Economic interpretation of the slope
It is important to understand the economic interpretation of the slope. In general, any quantity depicting rate of change and is expressed by using the word "per" (per year, per month, per week, per second, per minute, per hour etc) is represented mathematically as a slope.
Many relationships in economics are linear, that is, the data approximates a straight line. Such relationships are represented by the slope-intercept equation of a line of the form y = ax + b where y is the dependent variable, x is the independent variable, a is the coefficient of x and slope of the line, b the y-intercept (the point at which the line cuts the y-axis). In many cases, this equation is used to approximate empirical data. The data are then graphed as points in the coordinate plane and a line is drawn approximating the data. The graph of the points is called a scatter diagram and the line is called the line of best fit. A thorough analysis of lines of best fit is undertaken in statistics courses. However, it is important to understand the interpretation of the slope in a line of best fit. A couple examples will help:
|
The equation y = 1500x + 49,000 represents the projected average annual income of a family during different years where x (the independent variable) is time (in years) and y (the dependent variable) is annual income (in thousands of dollars). What does this equation tells us. For a start, the number 49,000 is the the y-intercept and will cut the y-axis at the point where annual income is equal to $49,000. The slope of the line is 1500. It tells us that the average annual income increases (since the slope is positive) by $1,500 per year. | |
|
The equation y = -2.8x + 325 represents the number of visitors to US national parks during different years where x is time (in years) and y is number of visitors in millions. The y-intercepts cuts the y-axis at the point where the number of visitors is equal to 325 million. The slope of -2.8 tells us that the number of visitors is decreasing (since the slope is negative) by 2.8 million per year. |
Important Note:
|
If the equation is in the form y = ax, then the y-intercept is zero and the line passes through the origin. | |
|
If the equation is in the form y = b, the line of the equation is horizontal passing through (0, b).
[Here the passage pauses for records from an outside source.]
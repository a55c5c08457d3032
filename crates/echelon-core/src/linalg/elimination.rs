//! Determinant, inverse and linear solve by Gaussian elimination with
//! partial pivoting.
//!
//! At step `i` the row at or below `i` with the largest `|a[r][i]|` is
//! swapped into place before eliminating. A pivot below [`EPS`] means the
//! matrix is singular: [`det`] reports `0.0`, [`inverse`] fails with
//! [`LinalgError::SingularMatrix`].

use log::debug;

use crate::config::EPS;
use crate::error::{LinalgError, Result};
use crate::linalg::blas::matrix_times_vector;
use crate::matrix::Matrix;
use crate::validate::{ensure_square, validate_vector};

/// Index of the row in `start..n` with the largest magnitude in `col`.
fn partial_pivot(a: &Matrix, start: usize, col: usize) -> usize {
    let mut best = start;
    for r in (start + 1)..a.nrows() {
        if a[(r, col)].abs() > a[(best, col)].abs() {
            best = r;
        }
    }
    best
}

/// Determinant of a square matrix.
///
/// Singular input yields exactly `0.0` rather than an error.
///
/// ```
/// # use echelon_core::matrix::Matrix;
/// # use echelon_core::linalg::det;
/// let a = Matrix::from_rows(&[[1.0, 2.0], [3.0, 4.0]]).unwrap();
/// assert!((det(&a).unwrap() - -2.0).abs() < 1e-12);
/// let singular = Matrix::from_rows(&[[1.0, 2.0], [2.0, 4.0]]).unwrap();
/// assert_eq!(det(&singular).unwrap(), 0.0);
/// ```
pub fn det(m: &Matrix) -> Result<f64> {
    let n = ensure_square(m)?;
    let mut a = m.clone();
    let mut det = 1.0;

    for i in 0..n {
        let pivot_row = partial_pivot(&a, i, i);
        if pivot_row != i {
            a.swap_rows(i, pivot_row);
            det = -det;
        }

        let pivot = a[(i, i)];
        if pivot.abs() < EPS {
            debug!("det: pivot {pivot:e} at step {i} is below tolerance, matrix is singular");
            return Ok(0.0);
        }

        for r in (i + 1)..n {
            let factor = a[(r, i)] / pivot;
            a.sub_row_multiple(r, i, factor);
        }

        det *= pivot;
    }

    Ok(det)
}

/// Inverse of a square matrix by Gauss-Jordan elimination on `[A | I]`.
///
/// ```
/// # use echelon_core::matrix::Matrix;
/// # use echelon_core::linalg::inverse;
/// let a = Matrix::from_rows(&[[1.0, 2.0], [3.0, 4.0]]).unwrap();
/// let inv = inverse(&a).unwrap();
/// let expected = Matrix::from_rows(&[[-2.0, 1.0], [1.5, -0.5]]).unwrap();
/// assert!(inv.approx_eq(&expected, 1e-12));
/// ```
pub fn inverse(m: &Matrix) -> Result<Matrix> {
    let n = ensure_square(m)?;

    let mut aug = Matrix::zeros(n, 2 * n);
    for i in 0..n {
        aug.row_mut(i)[..n].copy_from_slice(m.row(i));
        aug[(i, n + i)] = 1.0;
    }

    for i in 0..n {
        let pivot_row = partial_pivot(&aug, i, i);
        aug.swap_rows(i, pivot_row);

        let pivot = aug[(i, i)];
        if pivot.abs() < EPS {
            return Err(LinalgError::SingularMatrix);
        }

        for x in aug.row_mut(i) {
            *x /= pivot;
        }

        for r in 0..n {
            if r != i {
                let factor = aug[(r, i)];
                aug.sub_row_multiple(r, i, factor);
            }
        }
    }

    let data: Vec<f64> = aug.rows().flat_map(|row| row[n..].iter().copied()).collect();
    Matrix::from_vec(data, n, n)
}

/// Solve `Ax = b` as `inverse(A) @ b`.
///
/// ```
/// # use echelon_core::matrix::Matrix;
/// # use echelon_core::linalg::solve_system;
/// let a = Matrix::from_rows(&[[2.0, 0.0], [0.0, 2.0]]).unwrap();
/// assert_eq!(solve_system(&a, &[4.0, 6.0]).unwrap(), vec![2.0, 3.0]);
/// ```
pub fn solve_system(a: &Matrix, b: &[f64]) -> Result<Vec<f64>> {
    let n = ensure_square(a)?;
    let len = validate_vector(b)?;
    if n != len {
        return Err(LinalgError::DimensionMismatch {
            expected: vec![n],
            got: vec![len],
        });
    }
    matrix_times_vector(&inverse(a)?, b)
}

impl Matrix {
    pub fn det(&self) -> Result<f64> {
        det(self)
    }

    pub fn inverse(&self) -> Result<Matrix> {
        inverse(self)
    }

    /// Solve `self * x = b`.
    pub fn solve(&self, b: &[f64]) -> Result<Vec<f64>> {
        solve_system(self, b)
    }
}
For examble, the line of the equation y = 3 is a horizontal line with coordinates (0, 3). | |
|
If the equation is in the form x = a, the line of the equation is vertical passing through (a, 0). For example, the line of the equation x = 2 is a vertical line with coordinates (2, 0). |
Contour maps
Often we want to show graphically more than two dimensions. For example, a topographic map seeks to show latitude, longitude and altitude in a two dimensional page. This is done by using contour lines as in Figure 2-7 in the text. Now consider the function Z in Figure 2-8 where X, Y and Z are variables. Figure 2-8 plots this function for four different values of Z. The variable X and Y are represented on the two axes. The variable Z is represented by the labels on the curves. Point A represents Y = 40, X = 30 and Z = 20. By the same reasoning, point B represents Y = 28 (approximately), X = 40 and Z = 20. In a nutshell, a contour map or a production indifference map shows three variables is two-dimensional scale.
Perils in the Interpretation of Graphs
A time-series graph is a particular type of two-variable diagram that is useful in depicting statistical data regarding the behavior of specific economic variables. Time (years, months, weeks, days, etc), the independent variable, is measured along the x-axis and some variable of interest (prices, interest rates, income, consumption, etc), the dependent variable, is measured along the vertical axis.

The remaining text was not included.